Today I will be presenting our SoilTemp project at the World Biodiversity Forum in Davos, Switzerland. That place might ring a bell from many a global convention, and the conference name even sounds familiar to the World Economic Forum hosted here. In fact, we are here with a same ambitious goal: bringing together some of the worlds’ experts on biodiversity towards a globally coordinated effort to save as much of it as we can.

View of Davos and – for those who know where to look – its conference center

High ambitions, for sure, but high stakes as well.

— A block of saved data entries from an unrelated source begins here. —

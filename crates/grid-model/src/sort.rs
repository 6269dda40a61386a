//! Multi-key sort descriptors.

use serde::{Deserialize, Serialize};

/// Sort direction for one column.
#[derive(Debug, Clone, Copy, PartialEq, Eq, Serialize, Deserialize)]
#[serde(rename_all = "lowercase")]
pub enum SortDirection {
    Asc,
    Desc,
}

/// One entry in the sort order. Insertion order is tie-break priority:
/// the first entry is the primary key.
#[derive(Debug, Clone, PartialEq, Eq, Serialize, Deserialize)]
#[serde(rename_all = "camelCase")]
pub struct SortEntry {
    pub column_id: String,
    pub direction: SortDirection,
}

impl SortEntry {
    pub fn new(column_id: impl Into<String>, direction: SortDirection) -> Self {
        Self {
            column_id: column_id.into(),
            direction,
        }
    }

    /// Entries with an empty column id are transient artifacts of
    /// three-state sort cycling and must not be stored.
    pub fn is_valid(&self) -> bool {
        !self.column_id.is_empty()
    }
}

An important line of thought throughout the conference, however, is that there is surprisingly much about the sheer numbers of biodiversity that we simply don’t know yet. Especially in remote areas like mountains, and for more ‘obscure’ organisms like soil micro-organisms, we simply do not know yet what is out there, let alone how much of it we are loosing as a result of global change.

Rampion flower in a trailside in the Swiss Alps close to Davos, proudly reminding us what a wonderful biodiversity we can find in this world.

The good news is that this issue is more and more being voiced, and global efforts to monitor, map and predict global biodiversity are increasingly popping up. Many great examples of those were presented here this week.

Tomorrow, I will be showing how I think our work with SoilTemp can help in that regard: we are working hard to provide the necessary climatic baseline data to aid that mapping and predicting. Indeed, without good, accurate and most importantly relevant climate data – and all of that is also still rather patchy across the globe – it is even harder to get an idea of the fate of our worlds’ biodiversity.

Dactylorhiza orchid

For those in Davos, very much welcome to my talk at 16h15!

Campanula flower stubbornly holding on to the rocks of a road tunnel. Anthropogenic pressures are seriously threatening biodiversity, but there is still an awful lot to fight for!